Aveny didn’t remember the drive, or abandoning her car in the ambulance pull-through. She only remembered waking, her arm freshly bandaged and an unpleasant burning sensation where the IV pushed new blood into her vein.
Aveny blinked her eyes in weary confusion. The room swam in a strange haze of translucent blue and beige. Somewhere, a beeping noise alternated between high and low pitches. She shut her eyes for a moment, breathing in the strange acrid stink of plastic tubing. Then she batted them open, forcing her vision to focus on the tall rectangle before her: a doorway, she realized. She focused on the nurses passing outside. Their forms made no sense to her addled brain. She furrowed her brow in consternation.
Just as she was about to forsake comprehension for sleep, it all came rushing back – the pain, the fear, the mad flight to safety, everything – and suddenly she remembered where she was. She sat up abruptly, wincing as her IV caught on the bed rail and forced her back down again with a thud. A machine started beeping nearby and a tall, blonde woman entered the room in a pair of black scrubs.
“Well, good morning,” she said with a cheery smile.
“Morning?” Aveny queried, panic rising in her throat. “What day is it?”
“Oh, sorry about that,” the nurse replied. “You just woke up, so you get a ‘good morning.’ Let’s see,” she paused, unearthing her cellphone from one baggy pocket, “Looks like it’s about 6:00.”
Aveny’s stomach dropped. 6:00. School ended hours ago. And she wasn’t there.
“Can I make a phone call?” she asked, shakily. She hadn’t the foggiest idea where her cell phone was.
“Sure,” the nurse replied, adjusting the IV tube and re-taping it to Aveny’s arm. “But first, do you want to tell me what happened here?” She eyed the bandaged area.
Aveny felt foggy headed. “Someone wrapped my arm…”
The nurse raised her eyebrows. “I know. We did that. I mean, how did you cut your arm open? You’d already lost a lot of blood by the time you got here.”
Aveny stumbled to form the words. “Oh. I was swimming and I cut myself on something in the water.”
“Where were you swimming?” the nurse pressed.
“In the sound,” she said, the words escaping her lips before her mind could catch up.
The nurse pursed her lips and made a humming noise. “That water’s not exactly clean. I’ll let the doctor know. She can decide if we need to add another prescription.”
Aveny nodded. “Can I use your phone?” Tremors of anxiety pulsed through her body.
The nurse grabbed a nearby phone and ran the cord out from the wall, setting it neatly on Aveny’s lap. “Would you like some help dialing?” she asked.
“No, it’s ok. I’ve got it.”
She did have it, but just barely. After a failed attempt to hold the receiver between her uninjured shoulder and her cheek, while dialing with her uninjured hand, she finally laid it in her lap to dial, before timidly lifting it to her ear.
Brand picked up on the first ring. “Hello?”
Aveny could feel the stress in his voice. “It’s me,” she replied.
“Where are you? What happened?”
Aveny couldn’t tell if it was anger or fear in his voice.

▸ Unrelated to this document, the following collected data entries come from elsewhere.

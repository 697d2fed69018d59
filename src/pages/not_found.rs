use leptos::prelude::*;

/// 404 Not Found Page
#[component]
pub fn NotFound() -> impl IntoView {
	view! {
		<div class="not-found">
			<h1>"Nothing here"</h1>
			<p>"There is no page at this address. "<a href="/">"Back to the audit"</a></p>
		</div>
	}
}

“The school called me and I left work to come get the kids. I must have called you 30 times. I tried tracking you on Google maps but it was deactivated for some reason. So I panicked and called the police.”
Aveny cringed. She had no excuse for the hours her phone sat stationary on the shore – so she’d simply deactivated it. She was so often not where she should be these days. A surge of guilt rushed through her body.
“I’m so sorry – I got hurt. I’m at Providence in Olympia.”
“What happened?” Brand pressed. “Are you ok?”
“Yeah, I cut my arm pretty badly and by the time I got here I’d lost so much blood, I passed out,” she explained. “I just woke up.”
“We’ll be right there,” he said.
“No, it’s ok. I think they’re going to release me soon,” Aveny fumbled, her statement completely foundationless.
“Aveny, if you lost so much blood that you passed out, you shouldn’t be driving home,” Brand said. “We’re coming. We can talk more when we get there.”
“Ok,” she relented.
“I’m glad you’re ok,” he said quietly.
“Thanks. Me too. I’m so sorry.” Her words were tinged with guilt.
Aveny hung up the phone and attempted to rework her jumbled memories into an explanation that actually made sense. But her eyes were already closing.